When I was in High School, there was only one class I was looking forward to: economics. What surprised me, was the fact that it was only for one semester, and it later changed into A.P U.S government. In only 4 months, we were supposed to learn information to make us “financially literate.” I absorbed it all but knew that it was not enough for a young person, because I saw that almost all students just memorized the material and forgot what they learned. This is a terrible method for young adults to learn financial skills, because at that age we don’t understand how important it is. If we were to start at a younger age, then we would click that it is important. A greater focus on finance would only be beneficial to everyone. Student debt might decrease if students would understand and avoid high-interest loans. Also, more people would seek entrepreneurial experiences if they understood the ways it could lead to success. In school, we are asked to take an art class or a language for years that ultimately do not have as much value to us in the real world. Four years of financial literacy classes would follow students into the real world. The earlier the school system starts teaching financial skills, the more likely young people would expand their horizons and have more opportunities for success.


Murshedur Shahy

Summer 2017, I was an upper sophomore who was pursuing Environmental Engineering (B.E). I had no work experience related to my major. I was working at Old Navy and CVS as a part time employee while attending school full-time.

I used to stress a lot about summer internships and what I was going to do in the summer. Being a first generation college student, I was clueless.

One day, I was just surfing on the internet and I came across the Ladders for Leaders program. I checked for the requirements and I submitted my application that day, not knowing much about the program. Towards the end of the application, they gave me a list of providers from different boroughs in New York City to choose from. I was mostly interested in the Engineering field and providers who focused on that field as well. Somehow, I ended up choosing United Activities Unlimited as my provider. I live in the Bronx and UAU is in Staten Island.

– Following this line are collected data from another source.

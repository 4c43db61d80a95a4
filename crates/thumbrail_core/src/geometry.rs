//! Core geometry types
//!
//! All measurements are CSS-style pixels stored as `f64`, so values read from
//! a host's layout (which may be fractional) round-trip without loss.

use serde::{Deserialize, Serialize};

/// Scroll axis
#[derive(Clone, Copy, Debug, PartialEq, Eq, Hash, Serialize, Deserialize)]
pub enum Axis {
    /// Horizontal axis (scroll left)
    Horizontal,
    /// Vertical axis (scroll top)
    Vertical,
}

impl Axis {
    /// Both axes, horizontal first
    pub const ALL: [Axis; 2] = [Axis::Horizontal, Axis::Vertical];
}

/// A pair of values, one per axis
#[derive(Clone, Copy, Debug, Default, PartialEq, Eq, Hash)]
pub struct AxisPair<T> {
    pub horizontal: T,
    pub vertical: T,
}

impl<T> AxisPair<T> {
    pub const fn new(horizontal: T, vertical: T) -> Self {
        Self {
            horizontal,
            vertical,
        }
    }

    pub fn get(&self, axis: Axis) -> &T {
        match axis {
            Axis::Horizontal => &self.horizontal,
            Axis::Vertical => &self.vertical,
        }
    }

    pub fn get_mut(&mut self, axis: Axis) -> &mut T {
        match axis {
            Axis::Horizontal => &mut self.horizontal,
            Axis::Vertical => &mut self.vertical,
        }
    }
}

impl<T: Copy> AxisPair<T> {
    /// Same value on both axes
    pub const fn splat(value: T) -> Self {
        Self {
            horizontal: value,
            vertical: value,
        }
    }
}

/// 2D point
#[derive(Clone, Copy, Debug, Default, PartialEq, Serialize, Deserialize)]
pub struct Point {
    pub x: f64,
    pub y: f64,
}

impl Point {
    pub const ZERO: Point = Point { x: 0.0, y: 0.0 };

    pub const fn new(x: f64, y: f64) -> Self {
        Self { x, y }
    }

    /// Coordinate along an axis
    pub fn along(&self, axis: Axis) -> f64 {
        match axis {
            Axis::Horizontal => self.x,
            Axis::Vertical => self.y,
        }
    }
}

/// 2D vector (deltas and velocities)
#[derive(Clone, Copy, Debug, Default, PartialEq)]
pub struct Vec2 {
    pub x: f64,
    pub y: f64,
}

impl Vec2 {
    pub const ZERO: Vec2 = Vec2 { x: 0.0, y: 0.0 };

    pub const fn new(x: f64, y: f64) -> Self {
        Self { x, y }
    }

    /// Component along an axis
    pub fn along(&self, axis: Axis) -> f64 {
        match axis {
            Axis::Horizontal => self.x,
            Axis::Vertical => self.y,
        }
    }

    pub fn scale(&self, factor: f64) -> Self {
        Self::new(self.x * factor, self.y * factor)
    }
}

impl std::ops::Sub for Point {
    type Output = Vec2;

    fn sub(self, rhs: Point) -> Vec2 {
        Vec2::new(self.x - rhs.x, self.y - rhs.y)
    }
}

/// 2D size
#[derive(Clone, Copy, Debug, Default, PartialEq, Serialize, Deserialize)]
pub struct Size {
    pub width: f64,
    pub height: f64,
}

impl Size {
    pub const ZERO: Size = Size {
        width: 0.0,
        height: 0.0,
    };

    pub const fn new(width: f64, height: f64) -> Self {
        Self { width, height }
    }

    /// Extent along an axis (width for horizontal, height for vertical)
    pub fn along(&self, axis: Axis) -> f64 {
        match axis {
            Axis::Horizontal => self.width,
            Axis::Vertical => self.height,
        }
    }
}

/// Axis-aligned rectangle
///
/// Deserializes from the flat `{left, top, width, height}` shape used by
/// range-scroll configuration.
#[derive(Clone, Copy, Debug, Default, PartialEq, Serialize, Deserialize)]
pub struct Rect {
    pub left: f64,
    pub top: f64,
    pub width: f64,
    pub height: f64,
}

impl Rect {
    pub const ZERO: Rect = Rect {
        left: 0.0,
        top: 0.0,
        width: 0.0,
        height: 0.0,
    };

    pub const fn new(left: f64, top: f64, width: f64, height: f64) -> Self {
        Self {
            left,
            top,
            width,
            height,
        }
    }

    pub fn from_origin_size(origin: Point, size: Size) -> Self {
        Self::new(origin.x, origin.y, size.width, size.height)
    }

    pub fn origin(&self) -> Point {
        Point::new(self.left, self.top)
    }

    pub fn size(&self) -> Size {
        Size::new(self.width, self.height)
    }

    pub fn right(&self) -> f64 {
        self.left + self.width
    }

    pub fn bottom(&self) -> f64 {
        self.top + self.height
    }

    /// Start coordinate along an axis
    pub fn start(&self, axis: Axis) -> f64 {
        match axis {
            Axis::Horizontal => self.left,
            Axis::Vertical => self.top,
        }
    }

    /// Half-open containment: the left/top edges are inside, the right/bottom
    /// edges are not.
    pub fn contains(&self, point: Point) -> bool {
        self.left <= point.x
            && point.x < self.right()
            && self.top <= point.y
            && point.y < self.bottom()
    }

    /// Grow the rect to the right and bottom (negative amounts are ignored)
    pub fn expand(&self, right: f64, bottom: f64) -> Self {
        Rect::new(
            self.left,
            self.top,
            self.width + right.max(0.0),
            self.height + bottom.max(0.0),
        )
    }
}

#[cfg(test)]
mod tests {
    use super::*;

    #[test]
    fn test_rect_contains_is_half_open() {
        let rect = Rect::new(10.0, 20.0, 100.0, 50.0);
        assert!(rect.contains(Point::new(10.0, 20.0)));
        assert!(rect.contains(Point::new(109.9, 69.9)));
        assert!(!rect.contains(Point::new(110.0, 30.0)));
        assert!(!rect.contains(Point::new(50.0, 70.0)));
        assert!(!rect.contains(Point::new(9.9, 30.0)));
    }

    #[test]
    fn test_rect_expand_ignores_negative() {
        let rect = Rect::new(0.0, 0.0, 100.0, 100.0);
        assert_eq!(rect.expand(10.0, -5.0), Rect::new(0.0, 0.0, 110.0, 100.0));
    }

    #[test]
    fn test_axis_pair_access() {
        let mut pair = AxisPair::new(1, 2);
        assert_eq!(*pair.get(Axis::Horizontal), 1);
        *pair.get_mut(Axis::Vertical) = 5;
        assert_eq!(pair.vertical, 5);
    }
}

I did not know what to expect from the program. As I was accepted into the program, I started to receive emails for different workshops, such as resume writing, interview practice, and many more professional development opportunities.

That summer, I received an email from Nicole LoMonaco about the NYC Department of Environmental Protection internship opportunities. I ended up applying for Bureau of Environmental Planning Analysis intern. Then the following week I started to work for the agency and I spent 8 weeks there. I also took two summer classes,and it ended up being a very productive summer.

The time management skills I have acquired from the workshops are valuable as well. While I was working for DEP, I had an interview with Con Edison Engineering for an Aide position. What I have learned from the internship and workshops helped me a lot to do better in the interview and get this Con Edison internship that I always wanted to get. Also, I work with the Environment, Health and Safety Department at ConEd. I am able to apply what I have learned so far from class in real life.

I am still connected with my DEP supervisors and we exchange emails once a while. I have received two scholarships this year as well. The most prestigious one for me was the National Oceanic Atmospheric Administration Undergraduate Scholarships plus Fellowship. I found out about this while I was interning at DEP and the experiences there helped me prepare for this opportunity.

I will be spending my summer in Maryland this year doing research with NOAA with the condition of maintaining my GPA. I realized how important those interview workshops were. The L4L program has a great impact on me and it has changed my life for the better. I am more focused on my career than I ever was.

Thank you to the UAU family for believing in me.The L4L program made a huge difference within one year and I think I am going to the right direction. My goal is to give back to the UAU that has given me so much.